▶ **Action item**: Copy every line of the records below where the word "Debug" occurs.

▶ **Given data**:

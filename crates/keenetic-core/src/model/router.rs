// ── Router identity ──

use serde::{Deserialize, Serialize};

/// Hardware operating mode reported by `show system mode`.
///
/// Only `router` exposes the hotspot, port-forwarding and priority sections.
#[derive(Debug, Clone, PartialEq, Eq, Hash, Serialize, Deserialize)]
#[serde(from = "String", into = "String")]
pub enum HwMode {
    Router,
    Other(String),
}

impl HwMode {
    pub fn is_router(&self) -> bool {
        matches!(self, Self::Router)
    }

    pub fn as_str(&self) -> &str {
        match self {
            Self::Router => "router",
            Self::Other(mode) => mode,
        }
    }
}

impl From<String> for HwMode {
    fn from(mode: String) -> Self {
        if mode == "router" {
            Self::Router
        } else {
            Self::Other(mode)
        }
    }
}

impl From<HwMode> for String {
    fn from(mode: HwMode) -> Self {
        match mode {
            HwMode::Router => "router".into(),
            HwMode::Other(mode) => mode,
        }
    }
}

impl std::fmt::Display for HwMode {
    fn fmt(&self, f: &mut std::fmt::Formatter<'_>) -> std::fmt::Result {
        f.write_str(self.as_str())
    }
}

/// Static router identity, loaded once on connect.
#[derive(Debug, Clone, PartialEq, Eq, Serialize, Deserialize)]
pub struct RouterInfo {
    pub mac: Option<String>,
    pub serial: Option<String>,
    pub model: Option<String>,
    pub hw_id: Option<String>,
    /// Marketing device name, e.g. "Giga".
    pub device: Option<String>,
    pub hw_mode: HwMode,
    pub release: Option<String>,
    pub title: Option<String>,
    pub sandbox: Option<String>,
}

impl RouterInfo {
    /// Best human-readable name: device, then model, then MAC.
    pub fn display_name(&self) -> &str {
        self.device
            .as_deref()
            .or(self.model.as_deref())
            .or(self.mac.as_deref())
            .unwrap_or("Keenetic")
    }
}

#[cfg(test)]
mod tests {
    use super::HwMode;

    #[test]
    fn hw_mode_round_trips_through_string() {
        assert_eq!(HwMode::from("router".to_string()), HwMode::Router);
        let ap = HwMode::from("ap".to_string());
        assert!(!ap.is_router());
        assert_eq!(String::from(ap), "ap");
    }
}
// ── Snapshot normalizer ──
//
// Pure transform from the sections of one batch answer to a `Snapshot`,
// plus the derived values consumers read from it (WAN IP, memory usage,
// uptime timestamps, megabyte counters). A missing section never fails
// the cycle: it is logged, recorded in `missing_sections`, and left empty.

use chrono::{DateTime, Duration, DurationRound, Utc};
use keenetic_api::RciQuery;
use serde_json::Value;
use strum::{EnumIter, IntoEnumIterator, IntoStaticStr};
use tracing::warn;

use crate::convert;
use crate::model::{HwMode, Snapshot};

// ── Sections ─────────────────────────────────────────────────────────

/// One logical query of the full-data batch, in wire order.
#[derive(Debug, Clone, Copy, PartialEq, Eq, Hash, EnumIter, IntoStaticStr)]
#[strum(serialize_all = "snake_case")]
pub enum Section {
    System,
    Interface,
    Associations,
    Hotspot,
    PortForwards,
    HostPolicies,
    Priority,
    Usb,
    WebAccess,
    Media,
}

impl Section {
    /// Sections queried in every hardware mode.
    const BASE: [Self; 3] = [Self::System, Self::Interface, Self::Associations];

    pub fn query(self) -> RciQuery {
        match self {
            Self::System => RciQuery::show(&["system"]),
            Self::Interface => RciQuery::show(&["interface"]),
            Self::Associations => RciQuery::show(&["associations"]),
            Self::Hotspot => RciQuery::show(&["ip", "hotspot"]),
            Self::PortForwards => RciQuery::show(&["rc", "ip", "static"]),
            Self::HostPolicies => RciQuery::show(&["rc", "ip", "hotspot"]),
            Self::Priority => RciQuery::show(&["rc", "interface", "ip", "global"]),
            Self::Usb => RciQuery::show(&["rc", "system", "usb"]),
            Self::WebAccess => RciQuery::show(&["rc", "ip", "http"]),
            Self::Media => RciQuery::show(&["media"]),
        }
    }

    pub fn name(self) -> &'static str {
        self.into()
    }

    /// Sections to request for a hardware mode, in wire order.
    pub fn for_mode(mode: &HwMode) -> Vec<Self> {
        if mode.is_router() {
            Self::iter().collect()
        } else {
            Self::BASE.to_vec()
        }
    }
}

/// Batch answers paired with the sections that produced them.
#[derive(Debug, Clone, Default)]
pub struct Sections {
    entries: Vec<(Section, Option<Value>)>,
}

impl Sections {
    /// Pair the positional batch output with the section list it was built from.
    pub fn from_batch(sections: &[Section], values: Vec<Option<Value>>) -> Self {
        let mut values = values.into_iter();
        Self {
            entries: sections
                .iter()
                .map(|section| (*section, values.next().flatten()))
                .collect(),
        }
    }

    pub fn get(&self, section: Section) -> Option<&Value> {
        self.entries
            .iter()
            .find(|(s, _)| *s == section)
            .and_then(|(_, v)| v.as_ref())
    }

    fn requested(&self) -> impl Iterator<Item = Section> + '_ {
        self.entries.iter().map(|(s, _)| *s)
    }
}

// ── Normalization ────────────────────────────────────────────────────

/// Build a snapshot from one batch answer.
pub fn normalize(sections: &Sections, hw_mode: &HwMode, now: DateTime<Utc>) -> Snapshot {
    let mut snapshot = Snapshot::empty(hw_mode.clone(), now);

    for section in sections.requested() {
        let Some(value) = sections.get(section) else {
            warn!(section = section.name(), "section missing, publishing without it");
            snapshot.missing_sections.push(section.name().to_owned());
            continue;
        };

        match section {
            Section::System => snapshot.system = Some(convert::system_status(value)),
            Section::Interface => snapshot.interfaces = convert::interfaces(value),
            Section::Associations => snapshot.associations = Some(convert::associations(value)),
            Section::Hotspot => snapshot.devices = convert::devices(value),
            Section::PortForwards => snapshot.port_forwards = convert::port_forwards(value),
            Section::HostPolicies => snapshot.host_policies = convert::host_policies(value),
            Section::Priority => snapshot.priority = convert::priority(value),
            Section::Usb => snapshot.usb_ports = convert::usb_ports(value),
            Section::WebAccess => snapshot.web_public = convert::web_public(value),
            Section::Media => snapshot.media = convert::media(value),
        }
    }

    snapshot
}

// ── Interface counters ───────────────────────────────────────────────

/// `show interface stat` queries for every interface in the priority map
/// that also exists in the interface map.
pub fn stat_queries(snapshot: &Snapshot) -> Vec<(String, RciQuery)> {
    snapshot
        .priority_order()
        .into_iter()
        .filter(|id| snapshot.interface(id).is_some())
        .map(|id| {
            let query = RciQuery::show(&["interface", "stat"]).with_arg("name", id);
            (id.to_owned(), query)
        })
        .collect()
}

/// Attach the answers of a [`stat_queries`] batch to the snapshot.
pub fn attach_stats(snapshot: &mut Snapshot, ids: &[String], values: Vec<Option<Value>>) {
    for (id, value) in ids.iter().zip(values) {
        match value {
            Some(value) => {
                snapshot
                    .interface_stats
                    .insert(id.clone(), convert::interface_stats(&value));
            }
            None => {
                warn!(interface = %id, "interface counters missing");
                snapshot.missing_sections.push(format!("interface_stat:{id}"));
            }
        }
    }
}

// ── Derived values ───────────────────────────────────────────────────

/// Address of the first connected interface by ascending priority.
///
/// WireGuard interfaces report their first peer's remote endpoint instead
/// of a local address. `None` when nothing is connected or keys are missing.
pub fn wan_ip(snapshot: &Snapshot) -> Option<&str> {
    let id = snapshot
        .priority_order()
        .into_iter()
        .find(|id| snapshot.interface(id).is_some_and(|i| i.is_connected()))?;
    let interface = snapshot.interface(id)?;

    if interface.is_wireguard() {
        interface.wireguard_remote.as_deref()
    } else {
        interface.address.as_deref()
    }
}

/// `"used/total"` → integer percentage. Malformed input gives `None`.
pub fn memory_percent(memory: &str) -> Option<u8> {
    let (used, total) = memory.split_once('/')?;
    let used: f64 = used.trim().parse().ok()?;
    let total: f64 = total.trim().parse().ok()?;
    if total <= 0.0 || used < 0.0 {
        return None;
    }
    let percent = (used / total * 100.0).trunc().clamp(0.0, 100.0);
    #[allow(clippy::cast_possible_truncation, clippy::cast_sign_loss, clippy::as_conversions)]
    Some(percent as u8)
}

/// `now - seconds`, truncated to the minute.
pub fn uptime_since(seconds: u64, now: DateTime<Utc>) -> Option<DateTime<Utc>> {
    let elapsed = Duration::try_seconds(i64::try_from(seconds).ok()?)?;
    let since = now.checked_sub_signed(elapsed)?;
    since.duration_trunc(Duration::minutes(1)).ok()
}

/// Bytes → megabytes (MiB), rounded to three decimals.
pub fn data_size_mb(bytes: u64) -> f64 {
    #[allow(clippy::cast_precision_loss, clippy::as_conversions)]
    let mb = bytes as f64 / 1024.0 / 1024.0;
    (mb * 1000.0).round() / 1000.0
}

#[cfg(test)]
mod tests {
    use chrono::TimeZone;
    use pretty_assertions::assert_eq;
    use serde_json::json;

    use super::*;

    fn now() -> DateTime<Utc> {
        Utc.with_ymd_and_hms(2024, 5, 1, 12, 30, 45)
            .single()
            .expect("valid timestamp")
    }

    fn router_batch(values: Vec<Option<Value>>) -> Sections {
        Sections::from_batch(&Section::for_mode(&HwMode::Router), values)
    }

    #[test]
    fn router_mode_queries_every_section_in_order() {
        let sections = Section::for_mode(&HwMode::Router);
        assert_eq!(sections.len(), 10);
        assert_eq!(sections[0], Section::System);
        assert_eq!(sections[3], Section::Hotspot);
        assert_eq!(sections[6], Section::Priority);
        assert_eq!(
            Section::Priority.query().to_body(),
            json!({"show": {"rc": {"interface": {"ip": {"global": {}}}}}})
        );
    }

    #[test]
    fn other_modes_query_three_sections() {
        let sections = Section::for_mode(&HwMode::Other("ap".into()));
        assert_eq!(
            sections,
            vec![Section::System, Section::Interface, Section::Associations]
        );
    }

    #[test]
    fn memory_percent_of_half() {
        assert_eq!(memory_percent("512/1024"), Some(50));
        assert_eq!(memory_percent("205304/524288"), Some(39));
        assert_eq!(memory_percent("999/1000"), Some(99));
    }

    #[test]
    fn memory_percent_rejects_malformed_input() {
        assert_eq!(memory_percent("512"), None);
        assert_eq!(memory_percent("a/b"), None);
        assert_eq!(memory_percent("1/0"), None);
    }

    #[test]
    fn uptime_is_truncated_to_the_minute() {
        let since = uptime_since(3600, now()).expect("in range");
        assert_eq!(
            since,
            Utc.with_ymd_and_hms(2024, 5, 1, 11, 30, 0)
                .single()
                .expect("valid timestamp")
        );
    }

    #[test]
    fn data_size_rounds_to_three_decimals() {
        assert!((data_size_mb(1_048_576) - 1.0).abs() < f64::EPSILON);
        assert!((data_size_mb(1_500_000) - 1.431).abs() < f64::EPSILON);
        assert!(data_size_mb(0).abs() < f64::EPSILON);
    }

    fn interfaces_and_priority(
        interfaces: Value,
        priority: Value,
    ) -> Snapshot {
        let mut values = vec![None; 10];
        values[1] = Some(interfaces);
        values[6] = Some(priority);
        normalize(&router_batch(values), &HwMode::Router, now())
    }

    #[test]
    fn wan_ip_picks_first_connected_by_priority() {
        let snapshot = interfaces_and_priority(
            json!({
                "GigabitEthernet1": {"connected": "yes", "address": "203.0.113.7"},
                "UsbLte0": {"connected": "yes", "address": "10.64.0.2"},
                "PPPoE0": {"connected": "no", "address": "198.51.100.1"},
            }),
            json!({
                "GigabitEthernet1": {"order": 2},
                "UsbLte0": {"order": 1},
                "PPPoE0": {"order": 0},
            }),
        );

        assert_eq!(snapshot.wan_ip(), Some("10.64.0.2"));
    }

    #[test]
    fn wan_ip_uses_wireguard_peer_endpoint() {
        let snapshot = interfaces_and_priority(
            json!({
                "Wireguard0": {
                    "connected": "yes",
                    "address": "10.8.0.2",
                    "wireguard": {"peer": [{"remote": "198.51.100.20"}]}
                },
                "GigabitEthernet1": {"connected": "yes", "address": "203.0.113.7"},
            }),
            json!({"Wireguard0": {"order": 0}, "GigabitEthernet1": {"order": 1}}),
        );

        assert_eq!(snapshot.wan_ip(), Some("198.51.100.20"));
    }

    #[test]
    fn wan_ip_none_when_nothing_connected() {
        let snapshot = interfaces_and_priority(
            json!({"GigabitEthernet1": {"connected": "no", "address": "203.0.113.7"}}),
            json!({"GigabitEthernet1": {"order": 0}, "Missing0": {"order": 1}}),
        );

        assert_eq!(snapshot.wan_ip(), None);
    }

    #[test]
    fn missing_sections_are_recorded_not_fatal() {
        let values = vec![
            Some(json!({"cpuload": 5, "memory": "512/1024", "uptime": "7200"})),
            Some(json!({"GigabitEthernet1": {"connected": "yes"}})),
            Some(json!({"station": [{"mac": "aa:bb:cc:dd:ee:ff"}]})),
        ];
        let snapshot = normalize(&router_batch(values), &HwMode::Router, now());

        assert_eq!(snapshot.system.as_ref().and_then(|s| s.cpuload), Some(5.0));
        assert_eq!(snapshot.clients_wifi(), Some(1));
        assert_eq!(
            snapshot.missing_sections,
            vec![
                "hotspot",
                "port_forwards",
                "host_policies",
                "priority",
                "usb",
                "web_access",
                "media",
            ]
        );
        assert!(snapshot.devices.is_empty());
        assert_eq!(snapshot.wan_ip(), None);
    }

    #[test]
    fn interfaces_get_friendly_names() {
        let values = vec![
            None,
            Some(json!({
                "WifiMaster0/AccessPoint0": {"interface-name": "AccessPoint0", "state": "up"},
                "GigabitEthernet1": {"state": "up"},
            })),
            None,
        ];
        let sections = Sections::from_batch(
            &Section::for_mode(&HwMode::Other("ap".into())),
            values,
        );
        let snapshot = normalize(&sections, &HwMode::Other("ap".into()), now());

        assert_eq!(snapshot.interfaces["GigabitEthernet1"].name, "WAN");
        assert_eq!(
            snapshot.interfaces["WifiMaster0/AccessPoint0"].name,
            "WiFi 2.4g AccessPoint0"
        );
    }
}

▶ **Response to this task**:
#[derive(Debug, Clone, PartialEq, Eq, Hash, Serialize, Deserialize)]
#[derive(Debug, Clone, PartialEq, Eq, Serialize, Deserialize)]
#[derive(Debug, Clone, Copy, PartialEq, Eq, Hash, EnumIter, IntoStaticStr)]
#[derive(Debug, Clone, Default)]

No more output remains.